With American lives now lost to Khomeini-sponsored hysteria over the Mecca upheaval in Pakistan, and with American hostages in Tehran facing trials and possible execution, President Carter asked administration officials gathered in Camp David to explore America’s options. “The violence in Saudi Arabia and Pakistan, on the heels of Khomeini’s statements about trials and punishment for our hostages, were grave threats to world peace,” the president later described his thoughts.
Hawks, led by Brzezinski, believed it was time to prepare for action—blockading Iranian trade, bombing the Abadan oil terminals, or maybe even seizing an Iranian island. They brought along aerial photographs of Iranian refineries and other strategic targets. Carter, a retired U.S. Navy lieutenant, pored over these pictures, scrutinized maps and charts of coastal waters, and suggested mining the entrances to all Iranian seaports. Mondale and Vance disagreed, insisting on a softer approach. The secretary of state—who believed that it was still possible to reason with Khomeini—opposed any public threats to Iran and even objected to Carter’s suggestion to expel Iranian diplomats.
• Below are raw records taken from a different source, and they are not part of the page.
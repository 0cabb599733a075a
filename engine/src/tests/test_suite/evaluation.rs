use sampling::Source;

use crate::{
    Backend, Circuit, CircuitFn, Compiler, EncryptionStatus, Encoding, Lwe, LweCiphertext, LweClientKey, LweInteger,
    Value,
    tests::test_suite::{
        SelectMax, TEST_PARAMETERS, WEIGHTED_SUM_BOUND, WEIGHTED_SUM_LEN, WeightedSum, weighted_sum_inputset,
    },
};

fn random_args(source: &mut Source, n: usize, bound: i64) -> Vec<i64> {
    let max: u64 = 2 * bound as u64 + 1;
    let mask: u64 = max.next_power_of_two() - 1;
    (0..n)
        .map(|_| source.next_u64n(max, mask) as i64 - bound)
        .collect()
}

pub fn test_circuit_matches_plain<B: Backend>() {
    let compiler: Compiler<WeightedSum> = Compiler::new(
        WeightedSum,
        &[("xs", EncryptionStatus::Encrypted), ("ys", EncryptionStatus::Encrypted)],
    )
    .with_parameters(TEST_PARAMETERS.clone());
    let mut circuit: Circuit<B> = compiler.compile(&weighted_sum_inputset()).unwrap();
    circuit.keygen_with_seed([1u8; 32]).unwrap();

    let mut source: Source = Source::new([5u8; 32]);
    for _ in 0..4 {
        // Stay strictly inside the provisioned range.
        let bound: i64 = WEIGHTED_SUM_BOUND - 2;
        let args: Vec<Vec<i64>> = vec![
            random_args(&mut source, WEIGHTED_SUM_LEN, bound),
            random_args(&mut source, WEIGHTED_SUM_LEN, bound),
        ];
        let want: i64 = WeightedSum.evaluate::<i64>(&args);

        let cts: Vec<Value<B>> = circuit.encrypt(&args).unwrap();
        let out: Value<B> = circuit.run(&cts).unwrap();
        assert_eq!(circuit.decrypt(&out).unwrap(), want, "args={args:?}");
        assert_eq!(circuit.simulate(&args).unwrap(), want);
    }

    // Ties keep the first maximum; all-negative inputs keep the zero start.
    let compiler: Compiler<SelectMax> =
        Compiler::new(SelectMax, &[("xs", EncryptionStatus::Encrypted)]).with_parameters(TEST_PARAMETERS.clone());
    let mut circuit: Circuit<B> = compiler
        .compile(&[vec![vec![0, 0, 0]], vec![vec![100, -100, 100]]])
        .unwrap();
    circuit.keygen().unwrap();
    for xs in [vec![3, 7, 7], vec![-5, -1, -9], vec![100, 0, 99]] {
        let want: i64 = SelectMax.evaluate::<i64>(&[xs.clone()]);
        let out: Value<B> = circuit.run(&circuit.encrypt(&[xs]).unwrap()).unwrap();
        assert_eq!(circuit.decrypt(&out).unwrap(), want);
    }
}

pub fn test_clear_arguments<B: Backend>() {
    let compiler: Compiler<WeightedSum> = Compiler::new(
        WeightedSum,
        &[("xs", EncryptionStatus::Encrypted), ("ys", EncryptionStatus::Clear)],
    )
    .with_parameters(TEST_PARAMETERS.clone());
    let mut circuit: Circuit<B> = compiler.compile(&weighted_sum_inputset()).unwrap();
    circuit.keygen().unwrap();

    let args: Vec<Vec<i64>> = vec![vec![1, -2, 3, -4], vec![10, 20, -30, 40]];
    let want: i64 = WeightedSum.evaluate::<i64>(&args);
    let out: Value<B> = circuit.run(&circuit.encrypt(&args).unwrap()).unwrap();
    assert_eq!(circuit.decrypt(&out).unwrap(), want);
}

/// Fresh encryptions carry Gaussian noise of the configured deviation.
pub fn test_fresh_noise() {
    let compiler: Compiler<SelectMax> =
        Compiler::new(SelectMax, &[("xs", EncryptionStatus::Encrypted)]).with_parameters(TEST_PARAMETERS.clone());
    let mut circuit: Circuit<Lwe> = compiler.compile(&[vec![vec![-1000, 1000]]]).unwrap();
    circuit.keygen_with_seed([2u8; 32]).unwrap();

    let encoding: Encoding = *circuit.encoding();
    let mut source_xa: Source = Source::new([3u8; 32]);
    let mut source_xe: Source = Source::new([4u8; 32]);
    let ck: &LweClientKey = circuit.client_key().unwrap();

    for x in [-1000i64, -1, 0, 999] {
        let ct: LweInteger = Lwe::encrypt(ck, x, &encoding, &mut source_xa, &mut source_xe);
        assert_eq!(ct.bits().len(), encoding.bits());
        assert_eq!(Lwe::decrypt(ck, &ct, &encoding), Ok(x));
    }

    let noise: Vec<f64> = (0..4096)
        .map(|i| {
            let bit: bool = i % 2 == 0;
            let ct: LweCiphertext = ck.encrypt_bit(bit, &mut source_xa, &mut source_xe);
            assert_eq!(ck.decrypt_bit(&ct), bit);
            ck.noise(&ct, bit)
        })
        .collect();

    let mean: f64 = noise.iter().sum::<f64>() / noise.len() as f64;
    let std: f64 = (noise.iter().map(|e| (e - mean).powi(2)).sum::<f64>() / noise.len() as f64).sqrt();
    assert!(mean.abs() < 0.3, "mean={mean}");
    assert!((std - TEST_PARAMETERS.sigma).abs() < 0.3, "std={std}");
}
Carter, as he usually did in the early stages of the Tehran hostage crisis, followed Vance’s advice. Later that day, the president sent to Iran a stern—but confidential—message via several allied governments. He warned Khomeini that the United States would blockade Iran if American hostages were put on trial, and retaliate militarily if they were harmed. Iranian diplomats were allowed to remain undisturbed in the United States.